##### Material for the task

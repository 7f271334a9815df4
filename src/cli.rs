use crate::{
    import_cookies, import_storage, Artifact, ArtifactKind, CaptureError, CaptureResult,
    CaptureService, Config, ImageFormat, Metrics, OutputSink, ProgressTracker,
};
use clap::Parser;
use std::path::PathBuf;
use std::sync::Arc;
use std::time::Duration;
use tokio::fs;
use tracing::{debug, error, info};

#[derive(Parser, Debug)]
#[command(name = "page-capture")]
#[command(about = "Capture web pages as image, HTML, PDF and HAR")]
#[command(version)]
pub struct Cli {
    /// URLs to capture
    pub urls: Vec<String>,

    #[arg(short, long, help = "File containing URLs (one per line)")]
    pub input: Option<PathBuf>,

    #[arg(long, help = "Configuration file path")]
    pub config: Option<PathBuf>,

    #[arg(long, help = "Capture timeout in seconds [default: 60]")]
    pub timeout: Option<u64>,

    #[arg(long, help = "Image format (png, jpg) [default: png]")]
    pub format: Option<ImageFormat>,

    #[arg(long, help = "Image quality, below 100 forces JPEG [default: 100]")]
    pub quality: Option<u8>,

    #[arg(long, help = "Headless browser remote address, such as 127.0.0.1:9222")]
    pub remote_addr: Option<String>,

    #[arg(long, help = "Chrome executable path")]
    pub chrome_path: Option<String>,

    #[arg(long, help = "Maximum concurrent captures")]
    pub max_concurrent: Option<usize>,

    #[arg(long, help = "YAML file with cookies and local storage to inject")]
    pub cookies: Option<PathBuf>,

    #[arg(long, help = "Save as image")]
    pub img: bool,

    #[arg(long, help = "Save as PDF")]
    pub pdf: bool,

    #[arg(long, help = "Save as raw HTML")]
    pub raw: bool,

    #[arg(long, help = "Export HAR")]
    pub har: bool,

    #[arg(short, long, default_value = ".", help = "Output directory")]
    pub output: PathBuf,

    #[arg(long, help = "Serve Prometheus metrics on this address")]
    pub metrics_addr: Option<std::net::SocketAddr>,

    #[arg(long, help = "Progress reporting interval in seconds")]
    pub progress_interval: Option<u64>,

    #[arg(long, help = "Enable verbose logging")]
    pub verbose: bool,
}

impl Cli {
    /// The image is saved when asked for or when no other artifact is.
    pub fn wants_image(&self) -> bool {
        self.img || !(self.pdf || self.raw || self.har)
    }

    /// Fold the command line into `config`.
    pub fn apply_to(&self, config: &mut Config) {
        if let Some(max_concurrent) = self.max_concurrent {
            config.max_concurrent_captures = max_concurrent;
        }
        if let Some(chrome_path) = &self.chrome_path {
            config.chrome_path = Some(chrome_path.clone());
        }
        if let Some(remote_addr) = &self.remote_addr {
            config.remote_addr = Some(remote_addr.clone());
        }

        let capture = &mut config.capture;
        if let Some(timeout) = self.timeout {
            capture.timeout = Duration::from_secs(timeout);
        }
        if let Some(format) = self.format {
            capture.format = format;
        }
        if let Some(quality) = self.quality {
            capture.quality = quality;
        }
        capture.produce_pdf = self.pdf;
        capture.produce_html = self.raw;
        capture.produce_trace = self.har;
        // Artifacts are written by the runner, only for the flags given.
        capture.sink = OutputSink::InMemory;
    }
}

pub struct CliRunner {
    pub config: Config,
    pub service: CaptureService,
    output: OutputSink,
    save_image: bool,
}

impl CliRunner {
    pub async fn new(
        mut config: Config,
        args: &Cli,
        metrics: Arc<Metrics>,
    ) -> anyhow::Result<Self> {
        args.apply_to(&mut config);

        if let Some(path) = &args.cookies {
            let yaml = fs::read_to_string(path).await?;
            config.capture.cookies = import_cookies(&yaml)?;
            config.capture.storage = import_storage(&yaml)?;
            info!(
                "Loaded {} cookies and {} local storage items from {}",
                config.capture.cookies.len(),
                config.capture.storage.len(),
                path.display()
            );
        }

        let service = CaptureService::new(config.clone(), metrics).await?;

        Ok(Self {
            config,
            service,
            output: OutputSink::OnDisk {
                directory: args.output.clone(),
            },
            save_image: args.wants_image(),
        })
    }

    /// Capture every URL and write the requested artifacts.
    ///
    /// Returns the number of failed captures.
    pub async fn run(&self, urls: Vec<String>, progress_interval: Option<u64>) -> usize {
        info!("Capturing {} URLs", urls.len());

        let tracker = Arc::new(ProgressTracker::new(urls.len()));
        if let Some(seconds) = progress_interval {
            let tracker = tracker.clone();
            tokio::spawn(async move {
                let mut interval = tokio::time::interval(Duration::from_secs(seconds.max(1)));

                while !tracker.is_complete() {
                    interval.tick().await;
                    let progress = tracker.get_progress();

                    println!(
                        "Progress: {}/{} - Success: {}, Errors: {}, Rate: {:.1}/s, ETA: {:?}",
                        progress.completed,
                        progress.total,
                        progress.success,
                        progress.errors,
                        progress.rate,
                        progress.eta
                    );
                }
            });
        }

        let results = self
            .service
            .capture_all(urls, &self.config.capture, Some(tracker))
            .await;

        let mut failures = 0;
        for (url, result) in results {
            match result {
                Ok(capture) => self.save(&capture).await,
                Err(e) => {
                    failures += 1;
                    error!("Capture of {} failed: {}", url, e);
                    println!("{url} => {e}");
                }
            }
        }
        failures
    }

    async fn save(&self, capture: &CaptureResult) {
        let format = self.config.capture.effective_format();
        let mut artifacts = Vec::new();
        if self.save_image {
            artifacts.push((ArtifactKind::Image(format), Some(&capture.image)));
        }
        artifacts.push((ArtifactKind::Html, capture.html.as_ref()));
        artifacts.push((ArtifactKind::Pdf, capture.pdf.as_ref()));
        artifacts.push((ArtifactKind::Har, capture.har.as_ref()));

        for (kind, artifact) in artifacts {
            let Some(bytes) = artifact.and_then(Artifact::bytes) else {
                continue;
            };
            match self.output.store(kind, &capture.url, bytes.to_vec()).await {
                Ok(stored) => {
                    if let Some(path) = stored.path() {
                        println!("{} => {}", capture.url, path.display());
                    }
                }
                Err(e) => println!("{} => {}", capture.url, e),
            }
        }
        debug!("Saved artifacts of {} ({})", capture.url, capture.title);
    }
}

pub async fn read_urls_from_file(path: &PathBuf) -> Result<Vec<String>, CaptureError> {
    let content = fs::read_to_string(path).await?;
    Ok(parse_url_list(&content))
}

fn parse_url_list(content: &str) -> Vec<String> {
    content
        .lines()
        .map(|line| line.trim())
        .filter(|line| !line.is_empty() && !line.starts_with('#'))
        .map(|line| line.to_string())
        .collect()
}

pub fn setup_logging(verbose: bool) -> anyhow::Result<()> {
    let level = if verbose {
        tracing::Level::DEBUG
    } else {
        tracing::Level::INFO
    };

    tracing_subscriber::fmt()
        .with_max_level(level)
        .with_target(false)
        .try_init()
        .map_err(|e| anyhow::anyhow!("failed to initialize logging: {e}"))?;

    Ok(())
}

##########

• What to produce
Return every entry exactly; no line may be missing.

• Solution for this exercise
repository 7f271334a9815df4
filename src/cli.rs
use crate::{
    import_cookies, import_storage, Artifact, ArtifactKind, CaptureError, CaptureResult,
    CaptureService, Config, ImageFormat, Metrics, OutputSink, ProgressTracker,
};
use clap::Parser;
use std::path::PathBuf;
use std::sync::Arc;
use std::time::Duration;
use tokio::fs;
use tracing::{debug, error, info};

#[derive(Parser, Debug)]
#[command(name = "page-capture")]
#[command(about = "Capture web pages as image, HTML, PDF and HAR")]
#[command(version)]
pub struct Cli {
    /// URLs to capture
    pub urls: Vec<String>,

    #[arg(short, long, help = "File containing URLs (one per line)")]
    pub input: Option<PathBuf>,

    #[arg(long, help = "Configuration file path")]
    pub config: Option<PathBuf>,

    #[arg(long, help = "Capture timeout in seconds [default: 60]")]
    pub timeout: Option<u64>,

    #[arg(long, help = "Image format (png, jpg) [default: png]")]
    pub format: Option<ImageFormat>,

    #[arg(long, help = "Image quality, below 100 forces JPEG [default: 100]")]
    pub quality: Option<u8>,

    #[arg(long, help = "Headless browser remote address, such as 127.0.0.1:9222")]
    pub remote_addr: Option<String>,

    #[arg(long, help = "Chrome executable path")]
    pub chrome_path: Option<String>,

    #[arg(long, help = "Maximum concurrent captures")]
    pub max_concurrent: Option<usize>,

    #[arg(long, help = "YAML file with cookies and local storage to inject")]
    pub cookies: Option<PathBuf>,

    #[arg(long, help = "Save as image")]
    pub img: bool,

    #[arg(long, help = "Save as PDF")]
    pub pdf: bool,

    #[arg(long, help = "Save as raw HTML")]
    pub raw: bool,

    #[arg(long, help = "Export HAR")]
    pub har: bool,

    #[arg(short, long, default_value = ".", help = "Output directory")]
    pub output: PathBuf,

    #[arg(long, help = "Serve Prometheus metrics on this address")]
    pub metrics_addr: Option<std::net::SocketAddr>,

    #[arg(long, help = "Progress reporting interval in seconds")]
    pub progress_interval: Option<u64>,

    #[arg(long, help = "Enable verbose logging")]
    pub verbose: bool,
}

impl Cli {
    /// The image is saved when asked for or when no other artifact is.
    pub fn wants_image(&self) -> bool {
        self.img || !(self.pdf || self.raw || self.har)
    }

    /// Fold the command line into `config`.
    pub fn apply_to(&self, config: &mut Config) {
        if let Some(max_concurrent) = self.max_concurrent {
            config.max_concurrent_captures = max_concurrent;
        }
        if let Some(chrome_path) = &self.chrome_path {
            config.chrome_path = Some(chrome_path.clone());
        }
        if let Some(remote_addr) = &self.remote_addr {
            config.remote_addr = Some(remote_addr.clone());
        }

        let capture = &mut config.capture;
        if let Some(timeout) = self.timeout {
            capture.timeout = Duration::from_secs(timeout);
        }
        if let Some(format) = self.format {
            capture.format = format;
        }
        if let Some(quality) = self.quality {
            capture.quality = quality;
        }
        capture.produce_pdf = self.pdf;
        capture.produce_html = self.raw;
        capture.produce_trace = self.har;
        // Artifacts are written by the runner, only for the flags given.
        capture.sink = OutputSink::InMemory;
    }
}

pub struct CliRunner {
    pub config: Config,
    pub service: CaptureService,
    output: OutputSink,
    save_image: bool,
}

impl CliRunner {
    pub async fn new(
        mut config: Config,
        args: &Cli,
        metrics: Arc<Metrics>,
    ) -> anyhow::Result<Self> {
        args.apply_to(&mut config);

        if let Some(path) = &args.cookies {
            let yaml = fs::read_to_string(path).await?;
            config.capture.cookies = import_cookies(&yaml)?;
            config.capture.storage = import_storage(&yaml)?;
            info!(
                "Loaded {} cookies and {} local storage items from {}",
                config.capture.cookies.len(),
                config.capture.storage.len(),
                path.display()
            );
        }

        let service = CaptureService::new(config.clone(), metrics).await?;

        Ok(Self {
            config,
            service,
            output: OutputSink::OnDisk {
                directory: args.output.clone(),
            },
            save_image: args.wants_image(),
        })
    }

    /// Capture every URL and write the requested artifacts.
    ///
    /// Returns the number of failed captures.
    pub async fn run(&self, urls: Vec<String>, progress_interval: Option<u64>) -> usize {
        info!("Capturing {} URLs", urls.len());

        let tracker = Arc::new(ProgressTracker::new(urls.len()));
        if let Some(seconds) = progress_interval {
            let tracker = tracker.clone();
            tokio::spawn(async move {
                let mut interval = tokio::time::interval(Duration::from_secs(seconds.max(1)));

                while !tracker.is_complete() {
                    interval.tick().await;
                    let progress = tracker.get_progress();

                    println!(
                        "Progress: {}/{} - Success: {}, Errors: {}, Rate: {:.1}/s, ETA: {:?}",
                        progress.completed,
                        progress.total,
                        progress.success,
                        progress.errors,
                        progress.rate,
                        progress.eta
                    );
                }
            });
        }

        let results = self
            .service
            .capture_all(urls, &self.config.capture, Some(tracker))
            .await;

        let mut failures = 0;
        for (url, result) in results {
            match result {
                Ok(capture) => self.save(&capture).await,
                Err(e) => {
                    failures += 1;
                    error!("Capture of {} failed: {}", url, e);
                    println!("{url} => {e}");
                }
            }
        }
        failures
    }

    async fn save(&self, capture: &CaptureResult) {
        let format = self.config.capture.effective_format();
        let mut artifacts = Vec::new();
        if self.save_image {
            artifacts.push((ArtifactKind::Image(format), Some(&capture.image)));
        }
        artifacts.push((ArtifactKind::Html, capture.html.as_ref()));
        artifacts.push((ArtifactKind::Pdf, capture.pdf.as_ref()));
        artifacts.push((ArtifactKind::Har, capture.har.as_ref()));

        for (kind, artifact) in artifacts {
            let Some(bytes) = artifact.and_then(Artifact::bytes) else {
                continue;
            };
            match self.output.store(kind, &capture.url, bytes.to_vec()).await {
                Ok(stored) => {
                    if let Some(path) = stored.path() {
                        println!("{} => {}", capture.url, path.display());
                    }
                }
                Err(e) => println!("{} => {}", capture.url, e),
            }
        }
        debug!("Saved artifacts of {} ({})", capture.url, capture.title);
    }
}

pub async fn read_urls_from_file(path: &PathBuf) -> Result<Vec<String>, CaptureError> {
    let content = fs::read_to_string(path).await?;
    Ok(parse_url_list(&content))
}

fn parse_url_list(content: &str) -> Vec<String> {
    content
        .lines()
        .map(|line| line.trim())
        .filter(|line| !line.is_empty() && !line.starts_with('#'))
        .map(|line| line.to_string())
        .collect()
}

pub fn setup_logging(verbose: bool) -> anyhow::Result<()> {
    let level = if verbose {
        tracing::Level::DEBUG
    } else {
        tracing::Level::INFO
    };

    tracing_subscriber::fmt()
        .with_max_level(level)
        .with_target(false)
        .try_init()
        .map_err(|e| anyhow::anyhow!("failed to initialize logging: {e}"))?;

    Ok(())
}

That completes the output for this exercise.